Python Pandas Convert 10 digit datetime to a proper date format - python

I have an excel file which contains date format in 10 digit.
For example,
Order Date as 1806825282.731065,
Purchase Date as 1806765295
Does anyone know how to convert them to a proper date format such as dd/mm/yyyy hh:mm or dd/mm/yyyy? Any date format will be fine.
I tried pd.to_datetime but does not work.
Thanks!

You can do this
(pd.to_timedelta(1806825282, unit='s') + pd.to_datetime('1960-1-1'))
or
(pd.to_timedelta(df['Order Date'], unit='s') + pd.to_datetime('1960-1-1'))

SAS timestamp are stored in seconds from 1960-1-1:
import pandas as pd
origin = pd.Timestamp('1960-1-1')
df = pd.DataFrame({'Order Date': [1806825282.731065],
'Purchase Date': [1806765295]})
df['Order Date'] = origin + pd.to_timedelta(df['Order Date'], unit='s')
df['Purchase Date'] = origin + pd.to_timedelta(df['Purchase Date'], unit='s')
Output:
>>> df
Order Date Purchase Date
0 2017-04-03 07:54:42.731065035 2017-04-02 15:14:55
From The Essential Guide to SAS Dates and Times
SAS has three separate counters that keep track of dates and times. The date counter started
at zero on January 1, 1960. Any day before 1/1/1960 is a negative number, and any day
after that is a positive number. Every day at midnight, the date counter is increased by one.
The time counter runs from zero (at midnight) to 86,399.9999, when it resets to zero. The last
counter is the datetime counter. This is the number of seconds since midnight, January 1, 1960. Why January 1, 1960? One story has it that the founders of SAS wanted to use the
approximate birth date of the IBM 370 system, and they chose January 1, 1960 as an easy-
to-remember approximation.

According to The Pandas Documentation Link:
https://pandas.pydata.org/docs/reference/api/pandas.to_datetime.html
Code
>>> pd.to_datetime(1674518400, unit='s')
Timestamp('2023-01-24 15:16:45')
>>> pd.to_datetime(1674518400433502912, unit='ns')
Timestamp('2023-01-24 15:16:45.433502912')
# you can use template
df[DATE_FIELD]=(pd.to_datetime(df[DATE_FIELD],unit='ms'))

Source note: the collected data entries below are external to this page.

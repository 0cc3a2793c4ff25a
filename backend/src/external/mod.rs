//! External API integrations

use async_trait::async_trait;
use shared::{Coordinates, Forecast};
use thiserror::Error;

pub mod open_meteo;

pub use open_meteo::OpenMeteoClient;

/// Forecast provider failures
#[derive(Error, Debug)]
pub enum ProviderError {
    #[error("Forecast API request failed: {0}")]
    Request(#[from] reqwest::Error),

    #[error("Forecast API error: {status} - {body}")]
    Status { status: u16, body: String },

    #[error("Failed to parse forecast response: {0}")]
    Decode(String),

    #[error("Invalid forecast API URL: {0}")]
    InvalidUrl(String),
}

/// Source of hourly forecasts for a coordinate pair
#[async_trait]
pub trait ForecastProvider: Send + Sync {
    async fn get_forecast(&self, coords: Coordinates) -> Result<Forecast, ProviderError>;
}
//! Error handling for the forecast tracker
//!
//! Per-location failures are `ForecastError`s tagged with the location and the
//! stage that failed. `AppError` is what handlers return; it maps every failure
//! onto an HTTP status and a JSON error body.

use std::fmt;
use std::time::Duration;

use axum::{
    http::StatusCode,
    response::{IntoResponse, Response},
    Json,
};
use serde::Serialize;
use shared::{ForecastValidationError, Location};
use thiserror::Error;
use uuid::Uuid;

use crate::external::ProviderError;
use crate::services::coordinator::AggregateError;
use crate::storage::StorageError;

/// Stage of the per-location pipeline
#[derive(Debug, Clone, Copy, PartialEq, Eq)]
pub enum Stage {
    Fetch,
    Validate,
    Persist,
    Load,
}

impl fmt::Display for Stage {
    fn fmt(&self, f: &mut fmt::Formatter<'_>) -> fmt::Result {
        let name = match self {
            Stage::Fetch => "fetch",
            Stage::Validate => "validate",
            Stage::Persist => "persist",
            Stage::Load => "load",
        };
        f.write_str(name)
    }
}

/// Failure of the pipeline for a single location
#[derive(Error, Debug)]
pub enum ForecastError {
    #[error("forecast for location {location_id} failed validation: {source}")]
    Validation {
        location_id: Uuid,
        #[source]
        source: ForecastValidationError,
    },

    #[error("forecast provider request for location {location_id} failed: {source}")]
    Upstream {
        location_id: Uuid,
        #[source]
        source: ProviderError,
    },

    #[error("storage {stage} for location {location_id} failed: {source}")]
    Persistence {
        location_id: Uuid,
        stage: Stage,
        #[source]
        source: StorageError,
    },

    #[error("work for location {location_id} was cancelled before {stage}")]
    Cancelled { location_id: Uuid, stage: Stage },
}

impl ForecastError {
    pub fn location_id(&self) -> Uuid {
        match self {
            ForecastError::Validation { location_id, .. }
            | ForecastError::Upstream { location_id, .. }
            | ForecastError::Persistence { location_id, .. }
            | ForecastError::Cancelled { location_id, .. } => *location_id,
        }
    }

    pub fn stage(&self) -> Stage {
        match self {
            ForecastError::Validation { .. } => Stage::Validate,
            ForecastError::Upstream { .. } => Stage::Fetch,
            ForecastError::Persistence { stage, .. } | ForecastError::Cancelled { stage, .. } => {
                *stage
            }
        }
    }
}

/// Application error types
#[derive(Error, Debug)]
pub enum AppError {
    // Request errors
    #[error("Validation error: {message}")]
    Validation { field: String, message: String },

    #[error("Location already tracked at ({}, {})", .existing.latitude, .existing.longitude)]
    LocationConflict { existing: Location },

    #[error("Resource not found: {0}")]
    NotFound(String),

    // Pipeline errors
    #[error(transparent)]
    Forecast(#[from] ForecastError),

    #[error("Timed out after {0:?} waiting for forecast workers")]
    Timeout(Duration),

    // Storage errors
    #[error("Storage error: {0}")]
    Storage(#[from] StorageError),

    // Internal errors
    #[error("Internal server error: {0}")]
    Internal(String),

    #[error("Internal server error")]
    InternalError(#[from] anyhow::Error),
}

impl From<AggregateError<ForecastError>> for AppError {
    fn from(err: AggregateError<ForecastError>) -> Self {
        match err {
            AggregateError::Task(err) => AppError::Forecast(err),
            AggregateError::Timeout(deadline) => AppError::Timeout(deadline),
            AggregateError::Join(msg) => AppError::Internal(msg),
        }
    }
}

impl From<validator::ValidationErrors> for AppError {
    fn from(errors: validator::ValidationErrors) -> Self {
        let mut fields: Vec<_> = errors.field_errors().into_iter().collect();
        fields.sort_by_key(|(field, _)| *field);

        let field = fields
            .iter()
            .map(|(field, _)| *field)
            .collect::<Vec<_>>()
            .join(",");
        let message = fields
            .iter()
            .flat_map(|(field, errs)| {
                errs.iter().map(move |e| {
                    e.message
                        .as_ref()
                        .map(|m| m.to_string())
                        .unwrap_or_else(|| format!("{} is invalid", field))
                })
            })
            .collect::<Vec<_>>()
            .join("; ");

        AppError::Validation { field, message }
    }
}

/// Error response structure
#[derive(Serialize)]
pub struct ErrorResponse {
    pub error: ErrorDetail,
}

#[derive(Serialize)]
pub struct ErrorDetail {
    pub code: String,
    pub message: String,
    #[serde(skip_serializing_if = "Option::is_none")]
    pub field: Option<String>,
    #[serde(skip_serializing_if = "Option::is_none")]
    pub location: Option<Location>,
}

impl ErrorDetail {
    fn new(code: &str, message: impl Into<String>) -> Self {
        Self {
            code: code.to_string(),
            message: message.into(),
            field: None,
            location: None,
        }
    }
}

impl AppError {
    /// HTTP status for this error
    pub fn status_code(&self) -> StatusCode {
        match self {
            AppError::Validation { .. } => StatusCode::BAD_REQUEST,
            AppError::LocationConflict { .. } => StatusCode::CONFLICT,
            AppError::NotFound(_) => StatusCode::NOT_FOUND,
            AppError::Forecast(err) => match err {
                ForecastError::Upstream { .. } | ForecastError::Validation { .. } => {
                    StatusCode::BAD_GATEWAY
                }
                ForecastError::Persistence { .. } | ForecastError::Cancelled { .. } => {
                    StatusCode::INTERNAL_SERVER_ERROR
                }
            },
            AppError::Timeout(_)
            | AppError::Storage(_)
            | AppError::Internal(_)
            | AppError::InternalError(_) => StatusCode::INTERNAL_SERVER_ERROR,
        }
    }

    fn detail(&self) -> ErrorDetail {
        match self {
            AppError::Validation { field, message } => ErrorDetail {
                field: Some(field.clone()),
                ..ErrorDetail::new("VALIDATION_ERROR", message.clone())
            },
            AppError::LocationConflict { existing } => ErrorDetail {
                location: Some(existing.clone()),
                ..ErrorDetail::new("LOCATION_CONFLICT", self.to_string())
            },
            AppError::NotFound(resource) => {
                ErrorDetail::new("NOT_FOUND", format!("{} not found", resource))
            }
            AppError::Forecast(err) => match err {
                ForecastError::Upstream { .. } => {
                    ErrorDetail::new("FORECAST_PROVIDER_ERROR", err.to_string())
                }
                ForecastError::Validation { source, .. } => ErrorDetail {
                    field: Some(source.fields().join(",")),
                    ..ErrorDetail::new("FORECAST_VALIDATION_ERROR", err.to_string())
                },
                ForecastError::Persistence { .. } => {
                    ErrorDetail::new("STORAGE_ERROR", err.to_string())
                }
                ForecastError::Cancelled { .. } => {
                    ErrorDetail::new("CANCELLED", err.to_string())
                }
            },
            AppError::Timeout(_) => ErrorDetail::new("AGGREGATION_TIMEOUT", self.to_string()),
            AppError::Storage(_) => {
                ErrorDetail::new("STORAGE_ERROR", "A storage error occurred")
            }
            AppError::Internal(msg) => ErrorDetail::new("INTERNAL_ERROR", msg.clone()),
            AppError::InternalError(_) => {
                ErrorDetail::new("INTERNAL_ERROR", "An internal server error occurred")
            }
        }
    }
}

impl IntoResponse for AppError {
    fn into_response(self) -> Response {
        let status = self.status_code();
        let error_detail = self.detail();

        // Log the error for debugging
        if status.is_server_error() {
            tracing::error!("Error: {:?}", self);
        } else {
            tracing::debug!("Request rejected: {}", self);
        }

        (status, Json(ErrorResponse { error: error_detail })).into_response()
    }
}

/// Result type alias for handlers
pub type AppResult<T> = Result<T, AppError>;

You can use something like this:
# Convert the 10-digit datetime to a datetime object
df['date_column'] = pd.to_datetime(df['date_column'], unit='s')
# Format the datetime object to the desired format
df['date_column'] = df['date_column'].dt.strftime('%d/%m/%Y %H:%M')
Or if you want a one-liner:
df['date_column'] = pd.to_datetime(df['date_column'], unit='s').dt.strftime('%d/%m/%Y %H:%M')

Related

change YYYYDDMM to YYYYMMDD in python

I have a df with dates in a column converted to a datetime. the current format is YYYYDDMM. I need this converted to YYYYMMDD. I tried the below code but it does not change the format and still gives me YYYYDDMM. the end goal is to subtract 1 business day from the effective date but the format needs to be in YYYYMMDD to do this otherwise it subtracts 1 day from the M and not D. can someone help?
filtered_df['Effective Date'] = pd.to_datetime(filtered_df['Effective Date'])
# Effective Date = 20220408 (4th Aug 2022 for clarity)
filtered_df['Effective Date new'] = filtered_df['Effective Date'].dt.strftime("%Y%m%d")
# Effective Date new = 20220408
desired output -- > Effective Date new = 20220804
By default, .to_datetime will interpret the input YYYYDDMM as YYYYMMDD, and therefore print the same thing with %Y%m%d as the format. You can fix this and make it properly parse days in the month greater than 12 by adding the dayfirst keyword argument.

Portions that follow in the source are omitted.